Buildings above underground garages have been linked to headaches and fainting from carbon monoxide. Rates of it four times higher than the law allows outdoors have been reported at several indoor ice skating rinks that use gasoline-powered ice resurfacing machines, the NAS study said.
A workshop of the Society for Clinical Ecology found last year that office air is frequently full of metal and paper bits, motor fumes, copier and ink vapors and cleaning fluids, as well as smoke. The legendary Monday-morning office slump, in other words, may be less a product of stiff weekends at home than the fact that pollutants built up in the office while nobody was around to open and shut the doors.
Many of the problems can be solved with simple fresh-air ventilation, which ought to be provided in modern air-conditioning and heating systems but sometimes is not. Heat exchangers often cure the trouble: they pump incoming fresh air one way and stale air out the other way through channels that share a common wall, allowing the fresh air to become the temperature of the stale air.

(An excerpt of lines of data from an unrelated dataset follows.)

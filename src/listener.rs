// src/listener.rs
use std::io;
use std::net::SocketAddr;

use tokio::net::TcpListener;

use crate::config::AppConfig;

/// Ports tried after the configured one before giving up.
const PORT_ATTEMPTS: u16 = 20;

/// Binds `HOST:PORT`, moving on to the following ports when one is taken.
pub async fn bind(config: &AppConfig) -> io::Result<(TcpListener, SocketAddr)> {
    let mut last_err = None;
    for offset in 0..=PORT_ATTEMPTS {
        let Some(port) = config.port.checked_add(offset) else { break };
        let addr = SocketAddr::from((config.host, port));
        match TcpListener::bind(addr).await {
            Ok(listener) => return Ok((listener, addr)),
            Err(e) => {
                if offset == 0 {
                    tracing::warn!(%addr, error = %e, "Port in use, trying next");
                }
                last_err = Some(e);
            }
        }
    }

    Err(last_err.unwrap_or_else(|| io::Error::new(io::ErrorKind::AddrInUse, "no port left to try")))
}
//! Product catalog pages: list, add, edit, delete.
//!
//! Every operation is framework-free: it returns a [`Page`] for the HTTP layer
//! to render or redirect, and never touches request or response types.

use std::sync::Arc;

use thiserror::Error;
use tracing::{error, info, instrument};

use crate::dtos::product::{FieldErrors, ProductForm};
use crate::images::{ImageStore, UploadedImage};
use crate::repositories::{CategoryRepository, ProductRepository, RepositoryError};
use crate::views::{Page, View, ADD_PRODUCT, PRODUCT_LIST, PRODUCT_LIST_PATH, UPDATE_PRODUCT};

pub const IMAGE_WRITE_ERROR: &str = "Could not save image file";

#[derive(Debug, Error)]
pub enum PageError {
    #[error("Invalid product id: {0}")]
    ProductNotFound(i64),
    #[error(transparent)]
    Repository(#[from] RepositoryError),
}

pub type PageResult = Result<Page, PageError>;

pub struct ProductPageHandler {
    products: Arc<dyn ProductRepository>,
    categories: Arc<dyn CategoryRepository>,
    images: Arc<dyn ImageStore>,
}

impl ProductPageHandler {
    pub fn new(
        products: Arc<dyn ProductRepository>,
        categories: Arc<dyn CategoryRepository>,
        images: Arc<dyn ImageStore>,
    ) -> Self {
        Self {
            products,
            categories,
            images,
        }
    }

    #[instrument(skip(self))]
    pub async fn list_products(&self, query: Option<&str>) -> PageResult {
        let query = query.filter(|q| !q.is_empty());
        let products = match query {
            Some(q) => self.products.search_by_name(q).await?,
            None => self.products.get_all().await?,
        };

        Ok(Page::Render(
            View::new(PRODUCT_LIST)
                .with("products", &products)
                .with("query", query.unwrap_or_default()),
        ))
    }

    pub async fn show_add_form(&self) -> PageResult {
        let view = self
            .form_view(ADD_PRODUCT, &ProductForm::default(), &FieldErrors::new())
            .await?;
        Ok(Page::Render(view))
    }

    #[instrument(skip(self, form, image), fields(name = %form.name))]
    pub async fn add_product(&self, form: ProductForm, image: Option<UploadedImage>) -> PageResult {
        let mut input = match form.validate_input() {
            Ok(input) => input,
            Err(errors) => return self.rerender(ADD_PRODUCT, &form, &errors).await,
        };

        if let Some(image) = image.filter(|i| !i.is_empty()) {
            match self.store_image(&image).await {
                Ok(url) => input.image_url = Some(url),
                Err(errors) => return self.rerender(ADD_PRODUCT, &form, &errors).await,
            }
        }

        let product = self.products.add(&input).await?;
        info!(id = product.id, "Product added");

        Ok(Page::Redirect(PRODUCT_LIST_PATH))
    }

    #[instrument(skip(self))]
    pub async fn show_edit_form(&self, id: i64) -> PageResult {
        let product = self
            .products
            .get_by_id(id)
            .await?
            .ok_or(PageError::ProductNotFound(id))?;

        let view = self
            .form_view(UPDATE_PRODUCT, &ProductForm::from(&product), &FieldErrors::new())
            .await?;
        Ok(Page::Render(view))
    }

    #[instrument(skip(self, form, image))]
    pub async fn update_product(
        &self,
        id: i64,
        mut form: ProductForm,
        image: Option<UploadedImage>,
    ) -> PageResult {
        // The edit form posts back to /products/update/{id}.
        form.id = Some(id);

        let mut input = match form.validate_input() {
            Ok(input) => input,
            Err(errors) => return self.rerender(UPDATE_PRODUCT, &form, &errors).await,
        };

        match image.filter(|i| !i.is_empty()) {
            Some(image) => match self.store_image(&image).await {
                Ok(url) => input.image_url = Some(url),
                Err(errors) => return self.rerender(UPDATE_PRODUCT, &form, &errors).await,
            },
            None => {
                let existing = self
                    .products
                    .get_by_id(id)
                    .await?
                    .ok_or(PageError::ProductNotFound(id))?;
                input.image_url = existing.image_url;
            }
        }

        self.products
            .update(id, &input)
            .await?
            .ok_or(PageError::ProductNotFound(id))?;
        info!("Product updated");

        Ok(Page::Redirect(PRODUCT_LIST_PATH))
    }

    #[instrument(skip(self))]
    pub async fn delete_product(&self, id: i64) -> PageResult {
        self.products.delete_by_id(id).await?;
        Ok(Page::Redirect(PRODUCT_LIST_PATH))
    }

    async fn form_view(
        &self,
        name: &'static str,
        form: &ProductForm,
        errors: &FieldErrors,
    ) -> Result<View, PageError> {
        let categories = self.categories.get_all().await?;
        Ok(View::new(name)
            .with("product", form)
            .with("categories", &categories)
            .with("errors", errors))
    }

    async fn rerender(&self, name: &'static str, form: &ProductForm, errors: &FieldErrors) -> PageResult {
        Ok(Page::Render(self.form_view(name, form, errors).await?))
    }

    async fn store_image(&self, image: &UploadedImage) -> Result<String, FieldErrors> {
        self.images.save(image).await.map_err(|e| {
            error!(error = %e, file_name = %image.file_name, "Failed to save product image");
            let mut errors = FieldErrors::new();
            errors.reject("image", IMAGE_WRITE_ERROR);
            errors
        })
    }
}
//! Server-rendered product catalog: list, search, add, edit and delete
//! products, with optional image uploads stored on local disk.

pub mod config;
pub mod database;
pub mod dtos;
pub mod error;
pub mod handlers;
pub mod images;
pub mod listener;
pub mod models;
pub mod repositories;
pub mod routes;
pub mod services;
pub mod state;
pub mod views;
// src/config.rs
use std::net::IpAddr;
use std::path::PathBuf;

use thiserror::Error;

const DEFAULT_HOST: &str = "127.0.0.1";
const DEFAULT_PORT: u16 = 3000;
const DEFAULT_MAX_UPLOAD_BYTES: usize = 10 * 1024 * 1024;

#[derive(Debug, Error)]
pub enum ConfigError {
    #[error("{0} must be set")]
    Missing(&'static str),
    #[error("invalid value for {key}: {value:?}")]
    Invalid { key: &'static str, value: String },
    #[error("cannot resolve working directory: {0}")]
    WorkingDir(#[from] std::io::Error),
}

/// Process configuration, read once at startup.
#[derive(Debug, Clone)]
pub struct AppConfig {
    pub database_url: String,
    pub host: IpAddr,
    pub port: u16,
    /// Directory uploaded images are written to and served from.
    pub upload_root: PathBuf,
    /// Loads templates from disk instead of the bundled copies when set.
    pub template_dir: Option<PathBuf>,
    pub max_upload_bytes: usize,
}

impl AppConfig {
    pub fn from_env() -> Result<Self, ConfigError> {
        Self::from_lookup(|key| std::env::var(key).ok())
    }

    fn from_lookup(lookup: impl Fn(&str) -> Option<String>) -> Result<Self, ConfigError> {
        let database_url = lookup("DATABASE_URL")
            .filter(|url| !url.is_empty())
            .ok_or(ConfigError::Missing("DATABASE_URL"))?;

        let host = parse_or("HOST", lookup("HOST"), || DEFAULT_HOST.parse().ok())?;
        let port = parse_or("PORT", lookup("PORT"), || Some(DEFAULT_PORT))?;
        let max_upload_bytes = parse_or("MAX_UPLOAD_BYTES", lookup("MAX_UPLOAD_BYTES"), || {
            Some(DEFAULT_MAX_UPLOAD_BYTES)
        })?;

        let upload_root = match lookup("UPLOAD_ROOT").filter(|dir| !dir.is_empty()) {
            Some(dir) => PathBuf::from(dir),
            None => std::env::current_dir()?.join("uploads"),
        };

        Ok(Self {
            database_url,
            host,
            port,
            upload_root,
            template_dir: lookup("TEMPLATE_DIR").filter(|dir| !dir.is_empty()).map(PathBuf::from),
            max_upload_bytes,
        })
    }
}

fn parse_or<T: std::str::FromStr>(
    key: &'static str,
    raw: Option<String>,
    default: impl FnOnce() -> Option<T>,
) -> Result<T, ConfigError> {
    match raw {
        Some(value) => value.parse().map_err(|_| ConfigError::Invalid { key, value }),
        None => default().ok_or(ConfigError::Missing(key)),
    }
}
use serde::Serialize;
use sqlx::FromRow;
use chrono::{DateTime, Utc};

#[derive(Debug, Clone, PartialEq, Serialize, FromRow)]
pub struct Product {
    pub id: i64,
    pub name: String,
    pub description: Option<String>,
    pub price: f64,
    pub category_id: Option<i64>,
    pub image_url: Option<String>,
    pub created_at: Option<DateTime<Utc>>,
}
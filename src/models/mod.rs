pub mod product;
pub mod category;
// src/dtos/product.rs
use std::collections::BTreeMap;

use serde::Serialize;
use validator::Validate;

use crate::models::product::Product;

/// Messages keyed by form field name, rendered next to the matching input.
#[derive(Debug, Clone, Default, PartialEq, Serialize)]
#[serde(transparent)]
pub struct FieldErrors(BTreeMap<String, Vec<String>>);

impl FieldErrors {
    pub fn new() -> Self {
        Self::default()
    }

    pub fn reject(&mut self, field: &str, message: impl Into<String>) {
        self.0.entry(field.to_string()).or_default().push(message.into());
    }

    pub fn get(&self, field: &str) -> Option<&[String]> {
        self.0.get(field).map(Vec::as_slice)
    }

    pub fn is_empty(&self) -> bool {
        self.0.is_empty()
    }
}

impl From<validator::ValidationErrors> for FieldErrors {
    fn from(err: validator::ValidationErrors) -> Self {
        let mut errors = FieldErrors::new();
        for (field, field_errors) in err.field_errors() {
            let field = field.to_string();
            for error in field_errors.iter() {
                let message = error
                    .message
                    .as_ref()
                    .map(|msg| msg.to_string())
                    .unwrap_or_else(|| format!("Invalid {field}"));
                errors.reject(&field, message);
            }
        }
        errors
    }
}

/// Product as posted by (and rendered back into) the add/edit forms.
///
/// Numeric fields stay as the raw submitted text so a rejected form shows
/// exactly what the user typed.
#[derive(Debug, Clone, Default, PartialEq, Serialize, Validate)]
pub struct ProductForm {
    pub id: Option<i64>,
    #[validate(length(min = 1, max = 120, message = "Name must be between 1 and 120 characters"))]
    pub name: String,
    #[validate(length(max = 1000, message = "Description must be at most 1000 characters"))]
    pub description: String,
    pub price: String,
    pub category_id: String,
    pub image_url: Option<String>,
}

/// A form that passed validation, ready for the repository.
#[derive(Debug, Clone, PartialEq)]
pub struct ProductInput {
    pub name: String,
    pub description: Option<String>,
    pub price: f64,
    pub category_id: Option<i64>,
    pub image_url: Option<String>,
}

impl ProductForm {
    pub fn validate_input(&self) -> Result<ProductInput, FieldErrors> {
        let mut errors = match self.validate() {
            Ok(()) => FieldErrors::new(),
            Err(e) => FieldErrors::from(e),
        };

        let name = self.name.trim();
        if name.is_empty() && errors.get("name").is_none() {
            errors.reject("name", "Name is required");
        }

        let price = match parse_price(&self.price) {
            Ok(price) => Some(price),
            Err(message) => {
                errors.reject("price", message);
                None
            }
        };

        let category_id = match self.category_id.trim() {
            "" => None,
            raw => match raw.parse::<i64>() {
                Ok(id) => Some(id),
                Err(_) => {
                    errors.reject("category_id", "Category must be a valid id");
                    None
                }
            },
        };

        match price {
            Some(price) if errors.is_empty() => Ok(ProductInput {
                name: name.to_string(),
                description: Some(self.description.trim())
                    .filter(|d| !d.is_empty())
                    .map(str::to_owned),
                price,
                category_id,
                image_url: self.image_url.clone().filter(|url| !url.is_empty()),
            }),
            _ => Err(errors),
        }
    }
}

/// Prices are stored as NUMERIC(12, 2).
const MAX_PRICE: f64 = 1e10;
const PRICE_SCALE: i64 = 2;

fn parse_price(raw: &str) -> Result<f64, &'static str> {
    let raw = raw.trim();
    if raw.is_empty() {
        return Err("Price is required");
    }
    match raw.parse::<f64>() {
        Ok(price) if !price.is_finite() => Err("Price must be a number"),
        Ok(price) if price < 0.0 => Err("Price must not be negative"),
        Ok(price) if price >= MAX_PRICE => Err("Price must be less than 10000000000"),
        Ok(_) if fraction_digits(raw) > PRICE_SCALE => Err("Price must have at most 2 decimal places"),
        Ok(price) => Ok(price),
        Err(_) => Err("Price must be a number"),
    }
}

/// Significant digits after the decimal point of an already-parsed number,
/// accounting for an exponent (`1.25e1` has one).
fn fraction_digits(raw: &str) -> i64 {
    let (mantissa, exponent) = match raw.split_once(['e', 'E']) {
        Some((mantissa, exponent)) => (mantissa, exponent.parse::<i64>().unwrap_or(0)),
        None => (raw, 0),
    };
    let fraction = mantissa
        .split_once('.')
        .map(|(_, fraction)| fraction.trim_end_matches('0'))
        .unwrap_or("");
    fraction.len() as i64 - exponent
}

impl From<&Product> for ProductForm {
    fn from(product: &Product) -> Self {
        Self {
            id: Some(product.id),
            name: product.name.clone(),
            description: product.description.clone().unwrap_or_default(),
            price: product.price.to_string(),
            category_id: product
                .category_id
                .map(|id| id.to_string())
                .unwrap_or_default(),
            image_url: product.image_url.clone(),
        }
    }
}
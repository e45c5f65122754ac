// src/main.rs
use std::sync::Arc;

use axum::{response::Redirect, routing::get};
use dotenvy::dotenv;
use tower_http::trace::TraceLayer;
use tracing_subscriber::fmt::init as tracing_init;

use catalog_backend::config::AppConfig;
use catalog_backend::images::LocalImageStore;
use catalog_backend::repositories::{category::PgCategoryRepository, product::PgProductRepository};
use catalog_backend::services::product_pages::ProductPageHandler;
use catalog_backend::views::{Views, PRODUCT_LIST_PATH};
use catalog_backend::{database, listener, routes, state};

#[tokio::main]
async fn main() {
    // Load environment variables, RUST_LOG included
    dotenv().ok();

    // Initialize logging
    tracing_init();

    let config = match AppConfig::from_env() {
        Ok(config) => config,
        Err(e) => {
            tracing::error!(error = %e, "Invalid configuration");
            return;
        }
    };

    // Create database pool and bring the schema up to date
    let db_pool = match database::create_pool(&config.database_url).await {
        Ok(pool) => pool,
        Err(e) => {
            tracing::error!(error = %e, "Failed to create database pool");
            return;
        }
    };
    if let Err(e) = database::run_migrations(&db_pool).await {
        tracing::error!(error = %e, "Failed to run migrations");
        return;
    }

    let views = match &config.template_dir {
        Some(dir) => Views::from_dir(dir),
        None => Views::bundled(),
    };
    let views = match views {
        Ok(views) => views,
        Err(e) => {
            tracing::error!(error = ?e, "Failed to load templates");
            return;
        }
    };

    // Create application state
    let image_store = LocalImageStore::new(config.upload_root.clone());
    tracing::info!(upload_root = %image_store.root().display(), "Storing product images");
    let pages = ProductPageHandler::new(
        Arc::new(PgProductRepository::new(db_pool.clone())),
        Arc::new(PgCategoryRepository::new(db_pool)),
        Arc::new(image_store),
    );
    let app_state = state::AppState::new(pages, views);

    let app = routes::create_router(&config.upload_root, config.max_upload_bytes)
        .route("/", get(|| async { Redirect::to(PRODUCT_LIST_PATH) }))
        .route("/health", get(health_check))
        .layer(TraceLayer::new_for_http())
        .with_state(app_state);

    let listener = match listener::bind(&config).await {
        Ok((listener, addr)) => {
            tracing::info!("Server running on {}", addr);
            listener
        }
        Err(e) => {
            tracing::error!(error = %e, "Failed to bind to any port starting at {} on {}", config.port, config.host);
            return;
        }
    };

    if let Err(e) = axum::serve(listener, app).await {
        tracing::error!(error=%e, "Server error");
    }
}

async fn health_check() -> &'static str {
    "OK"
}
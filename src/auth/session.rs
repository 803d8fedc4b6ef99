use axum::extract::FromRef;
use axum_extra::extract::cookie::{Cookie, SameSite};
use jsonwebtoken::{decode, encode, DecodingKey, EncodingKey, Header, Validation};
use serde::{Deserialize, Serialize};
use time::{Duration, OffsetDateTime};
use tracing::debug;
use uuid::Uuid;

use crate::{config::SessionConfig, state::AppState};

/// Payload of the signed session cookie.
#[derive(Debug, Clone, Serialize, Deserialize)]
pub struct SessionClaims {
    pub sub: Uuid,     // user ID
    pub email: String, // user email at login
    pub iat: usize,    // issued at (unix timestamp)
    pub exp: usize,    // expires at (unix timestamp)
    pub iss: String,
    pub aud: String,
}

/// Signing keys and cookie settings for the session token.
#[derive(Clone)]
pub struct SessionKeys {
    pub encoding: EncodingKey,
    pub decoding: DecodingKey,
    pub issuer: String,
    pub audience: String,
    pub ttl: Duration,
    pub cookie_name: String,
    pub cookie_secure: bool,
}

impl FromRef<AppState> for SessionKeys {
    fn from_ref(state: &AppState) -> Self {
        Self::from_config(&state.config.session)
    }
}

impl SessionKeys {
    pub fn from_config(cfg: &SessionConfig) -> Self {
        Self {
            encoding: EncodingKey::from_secret(cfg.secret.as_bytes()),
            decoding: DecodingKey::from_secret(cfg.secret.as_bytes()),
            issuer: cfg.issuer.clone(),
            audience: cfg.audience.clone(),
            ttl: Duration::minutes(cfg.ttl_minutes),
            cookie_name: cfg.cookie_name.clone(),
            cookie_secure: cfg.cookie_secure,
        }
    }

    pub fn sign(&self, user_id: Uuid, email: &str) -> anyhow::Result<String> {
        let now = OffsetDateTime::now_utc();
        let exp = now + self.ttl;
        let claims = SessionClaims {
            sub: user_id,
            email: email.to_string(),
            iat: now.unix_timestamp() as usize,
            exp: exp.unix_timestamp().max(0) as usize,
            iss: self.issuer.clone(),
            aud: self.audience.clone(),
        };
        let token = encode(&Header::default(), &claims, &self.encoding)?;
        debug!(user_id = %user_id, "session signed");
        Ok(token)
    }

    pub fn verify(&self, token: &str) -> anyhow::Result<SessionClaims> {
        let mut validation = Validation::default();
        validation.set_audience(std::slice::from_ref(&self.audience));
        validation.set_issuer(std::slice::from_ref(&self.issuer));
        let data = decode::<SessionClaims>(token, &self.decoding, &validation)?;
        Ok(data.claims)
    }

    /// HttpOnly session cookie whose lifetime matches the token expiry.
    pub fn cookie(&self, token: String) -> Cookie<'static> {
        Cookie::build((self.cookie_name.clone(), token))
            .path("/")
            .http_only(true)
            .same_site(SameSite::Lax)
            .secure(self.cookie_secure)
            .max_age(self.ttl)
            .build()
    }

    /// Expired, empty session cookie. Path must match the issued one.
    pub fn removal_cookie(&self) -> Cookie<'static> {
        let mut cookie = Cookie::build((self.cookie_name.clone(), ""))
            .path("/")
            .http_only(true)
            .same_site(SameSite::Lax)
            .secure(self.cookie_secure)
            .build();
        cookie.make_removal();
        cookie
    }
}
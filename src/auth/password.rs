use anyhow::anyhow;
use argon2::{
    password_hash::{Error as HashError, PasswordHash, PasswordHasher, PasswordVerifier, SaltString},
    Argon2,
};
use rand::rngs::OsRng;

use crate::error::{AppError, AppResult};

pub const MIN_PASSWORD_LEN: usize = 8;

/// Length rule applied at signup. Counted in characters, not bytes.
pub fn check_strength(plain: &str) -> AppResult<()> {
    if plain.chars().count() < MIN_PASSWORD_LEN {
        return Err(AppError::Validation(format!(
            "Password must be at least {MIN_PASSWORD_LEN} characters"
        )));
    }
    Ok(())
}

/// Argon2id PHC string with a fresh salt.
pub fn hash_password(plain: &str) -> AppResult<String> {
    let salt = SaltString::generate(&mut OsRng);
    Argon2::default()
        .hash_password(plain.as_bytes(), &salt)
        .map(|phc| phc.to_string())
        .map_err(|e| AppError::Internal(anyhow!("argon2 hash failed: {e}")))
}

/// `Ok(false)` on mismatch; an unreadable stored hash is an internal error.
pub fn verify_password(plain: &str, stored: &str) -> AppResult<bool> {
    let phc = PasswordHash::new(stored)
        .map_err(|e| AppError::Internal(anyhow!("stored password hash unreadable: {e}")))?;
    match Argon2::default().verify_password(plain.as_bytes(), &phc) {
        Ok(()) => Ok(true),
        Err(HashError::Password) => Ok(false),
        Err(e) => Err(AppError::Internal(anyhow!("argon2 verify failed: {e}"))),
    }
}
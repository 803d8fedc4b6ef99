use axum::{extract::State, routing::post, Json, Router};
use tracing::instrument;

use super::{
    dto::{ClaimRequest, ClaimResponse},
    services,
};
use crate::{error::AppResult, extract::ValidJson, state::AppState};

pub fn claim_routes() -> Router<AppState> {
    Router::new().route("/claim", post(submit_claim))
}

#[instrument(skip(state, payload))]
pub async fn submit_claim(
    State(state): State<AppState>,
    ValidJson(payload): ValidJson<ClaimRequest>,
) -> AppResult<Json<ClaimResponse>> {
    let id = services::submit_claim(&state, payload).await?;
    Ok(Json(ClaimResponse { ok: true, id }))
}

That worked at the Mount Airy home, where a $300 heat exchanger cleared up the pollution.
Some pollutants like radon and pollen dusts, however, may also be present outdoors and might require air cleaning as well as simple exchange, the NAS study said. Some pesticides are used indoors when they should not be, and many solvents, paint thinners and household cleaners are used in closed spaces despite labels limiting their use to well-ventilated areas.
The EPA study is expected to check which agencies might best deal with indoor air pollution, as well as with the headache of enforcing any new rules. But any regulation would have to involve local building inspectors, and the current regulatory climate is such that few people predict much chance for any other federal action for the time being.